Comment by weinzierl

Comment by weinzierl 3 hours ago

2 replies

Extending the question:

In my mind Tailscale was primarily to expose local services but answers here sound a bit as if people used it as a VpN replacement.

If I do not want to expose local services but only protect me and hide from untrusted WiFi, would I better use a traditional VPN or Tailscale?

My thinking is that Tailscale could be the better VPN because they have a clean business model while pure VPN companies are all shady.

barrkel 23 minutes ago

Tailscale can tunnel all your traffic through a chosen exit node so you browse the web and whatnot as if you were at home (or wherever the exit node is), so in this way it's a bit like a VPN from a VPN company, but it doesn't give you a list of countries to select from.

VPN companies aren't really in the business of selling VPNs.
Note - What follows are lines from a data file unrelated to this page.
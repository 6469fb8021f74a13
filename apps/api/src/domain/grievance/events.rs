use uuid::Uuid;

use super::value_objects::GrievanceStatus;

/// Domain events that occur within the Grievance aggregate
///
/// Every event is written to the change log in the same transaction as the
/// mutation that produced it.
///
/// # Example
/// ```
/// use grievance_portal_api::domain::grievance::events::GrievanceEvent;
/// use grievance_portal_api::domain::grievance::GrievanceStatus;
///
/// let event = GrievanceEvent::StatusChanged {
///     from: GrievanceStatus::New,
///     to: GrievanceStatus::InProgress,
/// };
/// assert_eq!(event.action(), "status_changed");
/// assert_eq!(event.before().as_deref(), Some("new"));
/// assert_eq!(event.after().as_deref(), Some("in_progress"));
/// ```
#[derive(Debug, Clone, PartialEq, Eq)]
pub enum GrievanceEvent {
    /// Grievance was filed
    Created {
        /// Title at filing time
        title: String,
    },
    /// Status moved along the lifecycle
    StatusChanged {
        from: GrievanceStatus,
        to: GrievanceStatus,
    },
    /// Officer (re)assigned
    Assigned {
        /// Previously assigned officer
        from: Option<Uuid>,
        /// Newly assigned officer
        to: Uuid,
    },
    /// Category or department changed
    Reclassified {
        from_category: Option<i64>,
        to_category: Option<i64>,
        from_department: Option<i64>,
        to_department: Option<i64>,
    },
    /// Officer or admin left a remark
    RemarkAdded { remark_id: i64 },
    /// Filer rated the resolution
    FeedbackSubmitted { rating: i16 },
}

impl GrievanceEvent {
    /// Change-log action name for this event
    pub fn action(&self) -> &'static str {
        match self {
            GrievanceEvent::Created { .. } => "created",
            GrievanceEvent::StatusChanged { .. } => "status_changed",
            GrievanceEvent::Assigned { .. } => "assigned",
            GrievanceEvent::Reclassified { .. } => "reclassified",
            GrievanceEvent::RemarkAdded { .. } => "remark_added",
            GrievanceEvent::FeedbackSubmitted { .. } => "feedback_submitted",
        }
    }

    /// Change-log "before" value
    pub fn before(&self) -> Option<String> {
        match self {
            GrievanceEvent::StatusChanged { from, .. } => Some(from.to_string()),
            GrievanceEvent::Assigned { from, .. } => from.map(|id| id.to_string()),
            GrievanceEvent::Reclassified {
                from_category,
                from_department,
                ..
            } => Some(classification(*from_category, *from_department)),
            _ => None,
        }
    }

    /// Change-log "after" value
    pub fn after(&self) -> Option<String> {
        match self {
            GrievanceEvent::Created { title } => Some(title.clone()),
            GrievanceEvent::StatusChanged { to, .. } => Some(to.to_string()),
            GrievanceEvent::Assigned { to, .. } => Some(to.to_string()),
            GrievanceEvent::Reclassified {
                to_category,
                to_department,
                ..
            } => Some(classification(*to_category, *to_department)),
            GrievanceEvent::RemarkAdded { remark_id } => Some(remark_id.to_string()),
            GrievanceEvent::FeedbackSubmitted { rating } => Some(rating.to_string()),
        }
    }
}

fn classification(category: Option<i64>, department: Option<i64>) -> String {
    let show = |id: Option<i64>| id.map_or_else(|| "none".to_string(), |v| v.to_string());
    format!("category={} department={}", show(category), show(department))
}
They sell proxies, especially proxies that let you appear to come from some country, and you typically connect to the proxy using the VPN functionality (particularly if you're using a consumer device instead of a laptop), but often you can use SOCKS5 instead.

Tailscale isn't in the business of selling proxies.

hhh 3 hours ago

Tailscale is an enterprise vpn, connecting multiple of your networks, where as consumer vpns just make your network traffic exit from their network.

I run a tailscale exit node on an anonymous vps provider to give me a similar experience to a consumer vpn.